Jay McClement (born March 2, 1983) is a Canadian former professional ice hockey centre. He was originally selected by the St. Louis Blues in the second round, 57th overall, in 2001, playing for the team before later joining the Colorado Avalanche, Toronto Maple Leafs and Carolina Hurricanes in his NHL career. Currently, he is a pro scout for the Pittsburgh Penguins.

==Playing career==
McClement began his major junior career during the 1999–00 season with the Brampton Battalion. In four seasons with the club, McClement recorded 182 points in 235 games.

During the 2001 NHL entry draft, McClement was drafted in the second round, 57th overall by the St. Louis Blues. At the conclusion of the 2002–03 season, McClement skated in one game for the Blues' American Hockey League affiliate, the Worcester IceCats.

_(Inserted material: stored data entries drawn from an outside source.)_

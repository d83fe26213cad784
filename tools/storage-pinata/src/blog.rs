//! # `blog`
//!
//! Tool that pins a blog post and then the NFT-style metadata document that
//! points at it.

use {
    crate::{
        error::{PinningError, PinningErrorKind},
        pinata::{PinMetadata, PinataClient},
    },
    blogcoin_toolkit::*,
    blogcoin_types::{ipfs_uri, BlogPost, EvmAddress},
    chrono::Utc,
    schemars::JsonSchema,
    serde::{Deserialize, Serialize},
};

#[derive(Debug, Deserialize, JsonSchema)]
#[serde(deny_unknown_fields)]
pub(crate) struct Input {
    /// Title of the post.
    title: String,
    /// Content of the post.
    content: String,
    /// Address of the author, `0x` followed by 40 hex digits.
    author_address: String,
}

#[derive(Debug, PartialEq, Eq, Serialize, JsonSchema)]
#[serde(rename_all = "snake_case")]
pub(crate) enum Output {
    Ok {
        /// Hash of the pinned post.
        content_hash: String,
        /// Hash of the pinned metadata document.
        metadata_hash: String,
        /// `ipfs://` URI of the metadata document.
        metadata_uri: String,
    },
    Err {
        /// Detailed error message.
        reason: String,
        /// Type of error.
        kind: PinningErrorKind,
        /// HTTP status code returned by Pinata, if any.
        #[serde(skip_serializing_if = "Option::is_none")]
        status_code: Option<u16>,
    },
}

pub(crate) struct Blog {
    pinata: PinataClient,
}

impl BlogcoinTool for Blog {
    type Input = Input;
    type Output = Output;

    async fn new() -> Self {
        Self {
            pinata: PinataClient::from_env(),
        }
    }

    fn name() -> &'static str {
        "blog"
    }

    fn path() -> &'static str {
        "/blog"
    }

    fn status_of(output: &Self::Output) -> StatusCode {
        match output {
            Output::Ok { .. } => StatusCode::OK,
            Output::Err { kind, .. } => kind.status(),
        }
    }

    async fn health(&self) -> AnyResult<StatusCode> {
        self.pinata.health().await
    }

    async fn invoke(&self, input: Self::Input) -> Self::Output {
        match self.publish(input).await {
            Ok((content_hash, metadata_hash)) => Output::Ok {
                metadata_uri: ipfs_uri(&metadata_hash),
                content_hash,
                metadata_hash,
            },
            Err(e) => {
                log::error!("Failed to process blog post: {e}");

                Output::Err {
                    reason: e.to_string(),
                    kind: e.kind(),
                    status_code: e.status_code(),
                }
            }
        }
    }
}

impl Blog {
    /// Returns the content hash and the metadata hash.
    async fn publish(
        &self,
        Input {
            title,
            content,
            author_address,
        }: Input,
    ) -> Result<(String, String), PinningError> {
        if [&title, &content, &author_address]
            .iter()
            .any(|field| field.trim().is_empty())
        {
            return Err(PinningError::Validation(
                "Missing required fields: title, content, or author_address".to_string(),
            ));
        }

        let author = author_address.parse::<EvmAddress>()?;
        let post = BlogPost::new(title, content, author);

        let response = self
            .pinata
            .pin_json(
                &post,
                &PinMetadata::named(format!(
                    "{}-{}",
                    post.title,
                    Utc::now().timestamp_millis()
                )),
            )
            .await?;

        let post = post.pinned(response.ipfs_hash);

        let metadata = post
            .to_ipfs_metadata()
            .ok_or(PinningError::Internal("Pinned post has no content hash"))?;

        let metadata_response = self
            .pinata
            .pin_json(
                &metadata,
                &PinMetadata::named(format!(
                    "{}-metadata-{}",
                    post.title,
                    Utc::now().timestamp_millis()
                )),
            )
            .await?;

        let content_hash = post.ipfs_hash().unwrap_or_default().to_string();

        log::info!(
            "Pinned blog post '{}' as {content_hash} with metadata {}",
            post.title,
            metadata_response.ipfs_hash
        );

        Ok((content_hash, metadata_response.ipfs_hash))
    }
}

#[cfg(test)]
mod tests {
    use {
        super::*,
        assert_matches::assert_matches,
        mockito::{Matcher, Server},
        serde_json::json,
    };

    const AUTHOR: &str = "0x1234567890abcdef1234567890abcdef12345678";

    impl Blog {
        fn with_api_base(api_base: &str) -> Self {
            Self {
                pinata: PinataClient::new(api_base, "key", "secret"),
            }
        }
    }

    async fn create_server_and_tool() -> (mockito::ServerGuard, Blog) {
        let server = Server::new_async().await;
        let tool = Blog::with_api_base(&server.url());

        (server, tool)
    }

    fn pin_body(hash: &str) -> String {
        json!({
            "IpfsHash": hash,
            "PinSize": 256,
            "Timestamp": "2025-01-01T00:00:00Z"
        })
        .to_string()
    }

    #[tokio::test]
    async fn test_post_and_metadata_pinned() {
        let (mut server, tool) = create_server_and_tool().await;

        let post_mock = server
            .mock("POST", "/pinning/pinJSONToIPFS")
            .match_body(Matcher::PartialJson(json!({
                "pinataContent": {
                    "title": "Whales",
                    "content": "Whales sing.",
                    "author": AUTHOR,
                    "ipfsHash": ""
                }
            })))
            .with_body(pin_body("QmPost"))
            .create_async()
            .await;

        let metadata_mock = server
            .mock("POST", "/pinning/pinJSONToIPFS")
            .match_body(Matcher::PartialJson(json!({
                "pinataContent": {
                    "name": "Whales",
                    "description": "Whales sing....",
                    "external_url": "ipfs://QmPost",
                    "content": "Whales sing."
                }
            })))
            .with_body(pin_body("QmMetadata"))
            .create_async()
            .await;

        let input = serde_json::from_value(json!({
            "title": "Whales",
            "content": "Whales sing.",
            "author_address": AUTHOR
        }))
        .unwrap();

        let output = tool.invoke(input).await;

        assert_eq!(
            output,
            Output::Ok {
                content_hash: "QmPost".to_string(),
                metadata_hash: "QmMetadata".to_string(),
                metadata_uri: "ipfs://QmMetadata".to_string(),
            }
        );

        post_mock.assert_async().await;
        metadata_mock.assert_async().await;
    }

    #[tokio::test]
    async fn test_missing_fields() {
        let (_server, tool) = create_server_and_tool().await;

        let input = serde_json::from_value(json!({
            "title": "",
            "content": "Whales sing.",
            "author_address": AUTHOR
        }))
        .unwrap();

        let output = tool.invoke(input).await;

        assert_matches!(
            &output,
            Output::Err { kind: PinningErrorKind::Validation, reason, .. }
                if reason.starts_with("Missing required fields")
        );
        assert_eq!(Blog::status_of(&output), StatusCode::BAD_REQUEST);
    }

    #[tokio::test]
    async fn test_invalid_author() {
        let (_server, tool) = create_server_and_tool().await;

        let input = serde_json::from_value(json!({
            "title": "Whales",
            "content": "Whales sing.",
            "author_address": "0x1234"
        }))
        .unwrap();

        let output = tool.invoke(input).await;

        assert_matches!(
            output,
            Output::Err {
                kind: PinningErrorKind::Validation,
                ..
            }
        );
    }

    #[tokio::test]
    async fn test_pin_failure() {
        let (mut server, tool) = create_server_and_tool().await;

        let _mock = server
            .mock("POST", "/pinning/pinJSONToIPFS")
            .with_status(403)
            .with_body(json!({ "error": "Pinning limit reached" }).to_string())
            .create_async()
            .await;

        let input = serde_json::from_value(json!({
            "title": "Whales",
            "content": "Whales sing.",
            "author_address": AUTHOR
        }))
        .unwrap();

        let output = tool.invoke(input).await;

        assert_eq!(
            output,
            Output::Err {
                reason: "Failed to upload to IPFS: Pinata API error (403): Pinning limit reached"
                    .to_string(),
                kind: PinningErrorKind::Upstream,
                status_code: Some(403),
            }
        );
    }
}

McClement began his professional career during the 2003–04 season, skating in 69 games with the IceCats.

During the 2005–06 season, McClement made his debut with the Blues, appearing in 67 games. In his fourth game for the club on October 11, 2005, McClement scored his first career goal on a penalty shot against Nikolai Khabibulin in a 4–1 loss to the Chicago Blackhawks. McClement finished the season with 6 goals and 27 points in 67 games.

McClement was a member of Team Canada at the 2007 IIHF World Championship that won the gold medal in a 4–2 victory over Finland in Moscow.

On May 29, 2009, the Blues re-signed McClement to a three-year, $4.35 million contract worth $1.45 million annually.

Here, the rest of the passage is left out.